Is it escape or back? Also I don't recall using this key. What was the intended usage of it?
According to this source, which seems to have been written with visibility of ANSI X3.4-1963, the original ASCII standard, it's simply "a left-pointing arrow. This character was used as an assignment operator in some programming languages."
The character lives on in unicode as U+2190 where it has the formal name "LEFTWARDS ARROW".
It's unlikely to have been an influence on Commodore, but ← continued to serve as an assignment operator at least as late as Smalltalk-80:
x <- 2 + 2
would be typed and shown as x _ 2 + 2
. It's now recommended to use :=
(ie. :
followed by =
) as assignement-operator (like in Pascal) instead. The up-arrow was used for "return a value from function", and has been replaced - both key and font - with the ^
in Smalltalk. Not sure how this related/worked with C64 though...
Mar 22, 2017 at 21:19
It actually typed a left-pointing arrow. It's from an early version of ASCII (1963 rather than the "modern" 1967 version) that was used for the basis of PETSCII; in the 1967 version of ASCII we know and love today, this character was replaced with an underscore. I don't recall if it has a name; it's probably just "left-arrow" or something.

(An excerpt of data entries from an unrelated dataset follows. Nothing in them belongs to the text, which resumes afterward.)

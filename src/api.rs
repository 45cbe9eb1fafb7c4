use axum::{
    Json,
    extract::{FromRequest, Path, State},
    http::StatusCode,
};
use chrono::Utc;
use std::sync::Arc;

use crate::app::AppState;
use crate::error::{GalleryError, GalleryResult};
use crate::record::{GraphDraft, GraphPatch, GraphRecord};
use crate::tags::unique_sorted_tags;

/// JSON body extractor whose rejections become 400 `{error, message}` bodies
#[derive(Debug, FromRequest)]
#[from_request(via(Json), rejection(GalleryError))]
pub struct ApiJson<T>(pub T);

/// `GET /api/graphs` - the whole collection, in stored order
pub async fn list_graphs(State(state): State<Arc<AppState>>) -> GalleryResult<Json<Vec<GraphRecord>>> {
    let graphs = state.store.load_all().await?;
    Ok(Json(graphs))
}

/// `POST /api/graphs` - validate a draft and append it
///
/// # Returns
/// * `201` with the stored record, including the assigned `id` and `createdAt`
/// * `400` when `title`, `formula` or `type` is missing or `type` is not 2D/3D
pub async fn create_graph(
    State(state): State<Arc<AppState>>,
    ApiJson(draft): ApiJson<GraphDraft>,
) -> GalleryResult<(StatusCode, Json<GraphRecord>)> {
    let record = draft.into_record(Utc::now())?;
    let created = state.store.insert(record).await?;
    Ok((StatusCode::CREATED, Json(created)))
}

/// `GET /api/graphs/:id` - fetch one graph
///
/// # Arguments
/// * `id` - Path parameter naming the graph
///
/// # Returns
/// * `200` with the graph
/// * `404` with `{error, message}` when no graph has that id
pub async fn get_graph(
    State(state): State<Arc<AppState>>,
    Path(id): Path<String>,
) -> GalleryResult<Json<GraphRecord>> {
    match state.store.find(&id).await? {
        Some(graph) => Ok(Json(graph)),
        None => Err(GalleryError::NotFound(id)),
    }
}

/// `PUT /api/graphs/:id` - overlay the supplied fields on the stored graph
pub async fn update_graph(
    State(state): State<Arc<AppState>>,
    Path(id): Path<String>,
    ApiJson(patch): ApiJson<GraphPatch>,
) -> GalleryResult<Json<GraphRecord>> {
    match state.store.update(&id, patch).await? {
        Some(graph) => Ok(Json(graph)),
        None => Err(GalleryError::NotFound(id)),
    }
}

/// `DELETE /api/graphs/:id` - responds with the removed graph, 404 if it was never there
pub async fn delete_graph(
    State(state): State<Arc<AppState>>,
    Path(id): Path<String>,
) -> GalleryResult<Json<GraphRecord>> {
    match state.store.remove(&id).await? {
        Some(graph) => Ok(Json(graph)),
        None => Err(GalleryError::NotFound(id)),
    }
}

/// `GET /api/tags` - every distinct tag, sorted
pub async fn list_tags(State(state): State<Arc<AppState>>) -> GalleryResult<Json<Vec<String>>> {
    let graphs = state.store.load_all().await?;
    Ok(Json(unique_sorted_tags(&graphs)))
}
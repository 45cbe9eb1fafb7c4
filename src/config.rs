use std::net::SocketAddr;
use std::path::PathBuf;
use tokio::net::lookup_host;

use crate::error::{GalleryError, GalleryResult};

const DEFAULT_HOST: &str = "127.0.0.1";
const DEFAULT_PORT: u16 = 3000;
const DEFAULT_DATA_FILE: &str = "data/graphs.json";
const DEFAULT_STATIC_DIR: &str = "public";
const DEFAULT_DESMOS_BASE_URL: &str = "https://www.desmos.com";

/// Server settings, read from the environment
#[derive(Debug, Clone, PartialEq)]
pub struct Config {
    pub host: String,
    pub port: u16,

    /// JSON file holding the graph collection
    pub data_file: PathBuf,

    /// Directory served for every path no API route claims
    pub static_dir: PathBuf,

    /// Origin the widget scripts are fetched from
    pub desmos_base_url: String,
}

impl Default for Config {
    fn default() -> Self {
        Config {
            host: DEFAULT_HOST.to_string(),
            port: DEFAULT_PORT,
            data_file: PathBuf::from(DEFAULT_DATA_FILE),
            static_dir: PathBuf::from(DEFAULT_STATIC_DIR),
            desmos_base_url: DEFAULT_DESMOS_BASE_URL.to_string(),
        }
    }
}

impl Config {
    /// Build the configuration from the process environment
    ///
    /// # Variables
    /// * `HOST`, `PORT` - listen address
    /// * `GALLERY_DATA_FILE` - path of the JSON data file
    /// * `GALLERY_STATIC_DIR` - directory of static assets
    /// * `DESMOS_BASE_URL` - upstream for the widget scripts
    pub fn from_env() -> GalleryResult<Self> {
        Self::from_lookup(|key| std::env::var(key).ok())
    }

    /// Same as `from_env`, with variables resolved through `lookup`.
    pub fn from_lookup<F>(lookup: F) -> GalleryResult<Self>
    where
        F: Fn(&str) -> Option<String>,
    {
        let mut config = Config::default();

        if let Some(host) = lookup("HOST") {
            config.host = host;
        }
        if let Some(port) = lookup("PORT") {
            config.port = port
                .parse()
                .map_err(|_| GalleryError::Config(format!("PORT must be a port number, got '{}'", port)))?;
        }
        if let Some(path) = lookup("GALLERY_DATA_FILE") {
            config.data_file = PathBuf::from(path);
        }
        if let Some(dir) = lookup("GALLERY_STATIC_DIR") {
            config.static_dir = PathBuf::from(dir);
        }
        if let Some(url) = lookup("DESMOS_BASE_URL") {
            config.desmos_base_url = url.trim_end_matches('/').to_string();
        }

        Ok(config)
    }

    /// Resolve `host:port` to the address the server binds
    ///
    /// `host` may be an IP literal or a name such as `localhost`.
    ///
    /// # Returns
    /// * `GalleryResult<SocketAddr>` - The first resolved address, or a config error
    pub async fn socket_addr(&self) -> GalleryResult<SocketAddr> {
        let invalid = || GalleryError::Config(format!("invalid listen address {}:{}", self.host, self.port));

        let mut addrs = lookup_host((self.host.as_str(), self.port))
            .await
            .map_err(|_| invalid())?;
        addrs.next().ok_or_else(invalid)
    }
}

#[cfg(test)]
mod tests {
    use super::*;
    use std::collections::HashMap;

    fn lookup_from(pairs: &[(&str, &str)]) -> impl Fn(&str) -> Option<String> {
        let vars: HashMap<String, String> = pairs
            .iter()
            .map(|(k, v)| (k.to_string(), v.to_string()))
            .collect();
        move |key| vars.get(key).cloned()
    }

    #[tokio::test]
    async fn defaults_apply_when_nothing_is_set() {
        let config = Config::from_lookup(|_| None).unwrap();
        assert_eq!(config, Config::default());
        assert_eq!(config.socket_addr().await.unwrap().port(), 3000);
    }

    #[tokio::test]
    async fn variables_override_defaults() {
        let config = Config::from_lookup(lookup_from(&[
            ("PORT", "8080"),
            ("HOST", "0.0.0.0"),
            ("GALLERY_DATA_FILE", "/tmp/g.json"),
            ("DESMOS_BASE_URL", "http://localhost:9000/"),
        ]))
        .unwrap();

        assert_eq!(config.port, 8080);
        assert_eq!(config.data_file, PathBuf::from("/tmp/g.json"));
        assert_eq!(config.desmos_base_url, "http://localhost:9000");
        assert_eq!(config.socket_addr().await.unwrap().to_string(), "0.0.0.0:8080");
    }

    #[tokio::test]
    async fn host_names_resolve() {
        let config = Config::from_lookup(lookup_from(&[("HOST", "localhost"), ("PORT", "4000")])).unwrap();

        let addr = config.socket_addr().await.unwrap();
        assert!(addr.ip().is_loopback());
        assert_eq!(addr.port(), 4000);
    }

    #[test]
    fn bad_port_is_a_config_error() {
        let result = Config::from_lookup(lookup_from(&[("PORT", "http")]));
        assert!(matches!(result, Err(GalleryError::Config(_))));
    }
}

I only recall it as being referred to as 'left arrow' but I think it also had a function when used with the Control key, as some of the other keys did. For example in programming you might type: PRINT "Q" (was that the clear screen command, does anyone remember?) or PRINT " <-" There were different CTRL- combinations that moved the cursor around, cleared the screen and so on...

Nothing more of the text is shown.